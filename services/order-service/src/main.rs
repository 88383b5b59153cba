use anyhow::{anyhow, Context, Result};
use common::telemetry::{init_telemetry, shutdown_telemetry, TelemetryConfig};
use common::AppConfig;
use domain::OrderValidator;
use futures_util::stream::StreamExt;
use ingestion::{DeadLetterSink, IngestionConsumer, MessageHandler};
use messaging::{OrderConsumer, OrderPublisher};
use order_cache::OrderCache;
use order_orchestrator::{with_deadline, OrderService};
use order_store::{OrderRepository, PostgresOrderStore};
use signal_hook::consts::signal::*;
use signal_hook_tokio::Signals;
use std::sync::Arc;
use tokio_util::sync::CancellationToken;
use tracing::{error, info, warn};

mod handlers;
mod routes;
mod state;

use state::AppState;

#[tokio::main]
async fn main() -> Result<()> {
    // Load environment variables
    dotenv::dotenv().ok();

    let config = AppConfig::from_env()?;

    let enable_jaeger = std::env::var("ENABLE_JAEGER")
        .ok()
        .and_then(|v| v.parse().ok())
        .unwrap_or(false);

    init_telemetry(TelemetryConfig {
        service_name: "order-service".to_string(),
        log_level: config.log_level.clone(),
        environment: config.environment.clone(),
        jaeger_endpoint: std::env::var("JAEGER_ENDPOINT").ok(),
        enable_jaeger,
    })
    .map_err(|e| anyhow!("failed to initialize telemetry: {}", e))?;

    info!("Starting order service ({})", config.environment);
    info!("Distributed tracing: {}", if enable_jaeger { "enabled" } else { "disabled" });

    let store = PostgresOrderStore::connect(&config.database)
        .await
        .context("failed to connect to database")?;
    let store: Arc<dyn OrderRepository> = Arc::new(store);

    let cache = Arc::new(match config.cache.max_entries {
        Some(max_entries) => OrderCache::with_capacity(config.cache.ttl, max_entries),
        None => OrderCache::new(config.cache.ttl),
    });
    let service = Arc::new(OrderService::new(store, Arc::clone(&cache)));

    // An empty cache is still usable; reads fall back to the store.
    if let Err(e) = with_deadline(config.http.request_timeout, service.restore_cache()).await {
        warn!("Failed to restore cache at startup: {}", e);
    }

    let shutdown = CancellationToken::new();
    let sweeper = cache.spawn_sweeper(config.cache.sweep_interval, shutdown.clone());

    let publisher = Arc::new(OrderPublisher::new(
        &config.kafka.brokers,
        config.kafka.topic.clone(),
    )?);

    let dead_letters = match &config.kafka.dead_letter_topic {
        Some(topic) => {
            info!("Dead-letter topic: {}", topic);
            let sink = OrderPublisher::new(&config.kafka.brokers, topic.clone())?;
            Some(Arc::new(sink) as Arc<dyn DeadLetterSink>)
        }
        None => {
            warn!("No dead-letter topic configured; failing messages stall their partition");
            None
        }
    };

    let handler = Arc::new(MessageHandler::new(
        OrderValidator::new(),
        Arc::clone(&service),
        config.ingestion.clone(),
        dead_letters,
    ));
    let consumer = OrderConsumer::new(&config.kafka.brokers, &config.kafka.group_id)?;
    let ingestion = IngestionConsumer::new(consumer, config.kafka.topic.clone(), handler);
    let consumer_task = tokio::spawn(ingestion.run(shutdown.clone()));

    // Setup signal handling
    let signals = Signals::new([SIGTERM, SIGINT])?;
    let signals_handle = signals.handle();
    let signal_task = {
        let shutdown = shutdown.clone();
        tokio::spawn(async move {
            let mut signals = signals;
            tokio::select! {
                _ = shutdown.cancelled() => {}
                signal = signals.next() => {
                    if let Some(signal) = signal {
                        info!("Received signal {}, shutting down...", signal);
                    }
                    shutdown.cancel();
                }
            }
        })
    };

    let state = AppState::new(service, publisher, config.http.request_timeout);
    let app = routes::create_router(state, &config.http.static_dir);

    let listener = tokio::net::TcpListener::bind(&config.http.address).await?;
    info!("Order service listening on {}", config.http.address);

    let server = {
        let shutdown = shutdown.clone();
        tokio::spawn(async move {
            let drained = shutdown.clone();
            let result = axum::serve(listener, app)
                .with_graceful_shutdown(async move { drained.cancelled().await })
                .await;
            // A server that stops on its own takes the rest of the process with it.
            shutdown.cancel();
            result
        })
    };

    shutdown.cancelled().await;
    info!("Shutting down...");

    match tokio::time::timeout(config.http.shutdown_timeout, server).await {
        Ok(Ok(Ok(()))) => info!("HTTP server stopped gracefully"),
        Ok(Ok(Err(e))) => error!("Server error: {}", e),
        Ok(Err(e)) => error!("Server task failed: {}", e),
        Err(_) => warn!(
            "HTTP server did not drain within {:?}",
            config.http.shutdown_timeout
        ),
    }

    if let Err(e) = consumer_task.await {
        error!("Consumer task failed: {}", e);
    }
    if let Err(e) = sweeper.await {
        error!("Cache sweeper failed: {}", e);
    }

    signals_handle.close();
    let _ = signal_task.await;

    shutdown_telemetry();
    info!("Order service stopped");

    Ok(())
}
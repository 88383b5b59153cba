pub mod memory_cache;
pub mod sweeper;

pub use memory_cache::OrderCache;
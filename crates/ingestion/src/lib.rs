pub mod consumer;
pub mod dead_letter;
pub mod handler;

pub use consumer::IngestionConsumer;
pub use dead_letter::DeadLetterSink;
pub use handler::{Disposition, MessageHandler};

******************************

*WORK REQUEST:* The answer should be an exact reproduction of all the entries.

*RESULT BELOW:*
filename services/order-service/src/main.rs
repository 88383b5b59153cba
use anyhow::{anyhow, Context, Result};
use common::telemetry::{init_telemetry, shutdown_telemetry, TelemetryConfig};
use common::AppConfig;
use domain::OrderValidator;
use futures_util::stream::StreamExt;
use ingestion::{DeadLetterSink, IngestionConsumer, MessageHandler};
use messaging::{OrderConsumer, OrderPublisher};
use order_cache::OrderCache;
use order_orchestrator::{with_deadline, OrderService};
use order_store::{OrderRepository, PostgresOrderStore};
use signal_hook::consts::signal::*;
use signal_hook_tokio::Signals;
use std::sync::Arc;
use tokio_util::sync::CancellationToken;
use tracing::{error, info, warn};

mod handlers;
mod routes;
mod state;

use state::AppState;

#[tokio::main]
async fn main() -> Result<()> {
    // Load environment variables
    dotenv::dotenv().ok();

    let config = AppConfig::from_env()?;

    let enable_jaeger = std::env::var("ENABLE_JAEGER")
        .ok()
        .and_then(|v| v.parse().ok())
        .unwrap_or(false);

    init_telemetry(TelemetryConfig {
        service_name: "order-service".to_string(),
        log_level: config.log_level.clone(),
        environment: config.environment.clone(),
        jaeger_endpoint: std::env::var("JAEGER_ENDPOINT").ok(),
        enable_jaeger,
    })
    .map_err(|e| anyhow!("failed to initialize telemetry: {}", e))?;

    info!("Starting order service ({})", config.environment);
    info!("Distributed tracing: {}", if enable_jaeger { "enabled" } else { "disabled" });

    let store = PostgresOrderStore::connect(&config.database)
        .await
        .context("failed to connect to database")?;
    let store: Arc<dyn OrderRepository> = Arc::new(store);

    let cache = Arc::new(match config.cache.max_entries {
        Some(max_entries) => OrderCache::with_capacity(config.cache.ttl, max_entries),
        None => OrderCache::new(config.cache.ttl),
    });
    let service = Arc::new(OrderService::new(store, Arc::clone(&cache)));

    // An empty cache is still usable; reads fall back to the store.
    if let Err(e) = with_deadline(config.http.request_timeout, service.restore_cache()).await {
        warn!("Failed to restore cache at startup: {}", e);
    }

    let shutdown = CancellationToken::new();
    let sweeper = cache.spawn_sweeper(config.cache.sweep_interval, shutdown.clone());

    let publisher = Arc::new(OrderPublisher::new(
        &config.kafka.brokers,
        config.kafka.topic.clone(),
    )?);

    let dead_letters = match &config.kafka.dead_letter_topic {
        Some(topic) => {
            info!("Dead-letter topic: {}", topic);
            let sink = OrderPublisher::new(&config.kafka.brokers, topic.clone())?;
            Some(Arc::new(sink) as Arc<dyn DeadLetterSink>)
        }
        None => {
            warn!("No dead-letter topic configured; failing messages stall their partition");
            None
        }
    };

    let handler = Arc::new(MessageHandler::new(
        OrderValidator::new(),
        Arc::clone(&service),
        config.ingestion.clone(),
        dead_letters,
    ));
    let consumer = OrderConsumer::new(&config.kafka.brokers, &config.kafka.group_id)?;
    let ingestion = IngestionConsumer::new(consumer, config.kafka.topic.clone(), handler);
    let consumer_task = tokio::spawn(ingestion.run(shutdown.clone()));

    // Setup signal handling
    let signals = Signals::new([SIGTERM, SIGINT])?;
    let signals_handle = signals.handle();
    let signal_task = {
        let shutdown = shutdown.clone();
        tokio::spawn(async move {
            let mut signals = signals;
            tokio::select! {
                _ = shutdown.cancelled() => {}
                signal = signals.next() => {
                    if let Some(signal) = signal {
                        info!("Received signal {}, shutting down...", signal);
                    }
                    shutdown.cancel();
                }
            }
        })
    };

    let state = AppState::new(service, publisher, config.http.request_timeout);
    let app = routes::create_router(state, &config.http.static_dir);

    let listener = tokio::net::TcpListener::bind(&config.http.address).await?;
    info!("Order service listening on {}", config.http.address);

    let server = {
        let shutdown = shutdown.clone();
        tokio::spawn(async move {
            let drained = shutdown.clone();
            let result = axum::serve(listener, app)
                .with_graceful_shutdown(async move { drained.cancelled().await })
                .await;
            // A server that stops on its own takes the rest of the process with it.
            shutdown.cancel();
            result
        })
    };

    shutdown.cancelled().await;
    info!("Shutting down...");

    match tokio::time::timeout(config.http.shutdown_timeout, server).await {
        Ok(Ok(Ok(()))) => info!("HTTP server stopped gracefully"),
        Ok(Ok(Err(e))) => error!("Server error: {}", e),
        Ok(Err(e)) => error!("Server task failed: {}", e),
        Err(_) => warn!(
            "HTTP server did not drain within {:?}",
            config.http.shutdown_timeout
        ),
    }

    if let Err(e) = consumer_task.await {
        error!("Consumer task failed: {}", e);
    }
    if let Err(e) = sweeper.await {
        error!("Cache sweeper failed: {}", e);
    }

    signals_handle.close();
    let _ = signal_task.await;

    shutdown_telemetry();
    info!("Order service stopped");

    Ok(())
}
repository 88383b5b59153cba
pub mod memory_cache;
pub mod sweeper;

pub use memory_cache::OrderCache;
filename crates/ingestion/src/lib.rs
pub mod consumer;
pub mod dead_letter;
pub mod handler;

pub use consumer::IngestionConsumer;
pub use dead_letter::DeadLetterSink;
pub use handler::{Disposition, MessageHandler};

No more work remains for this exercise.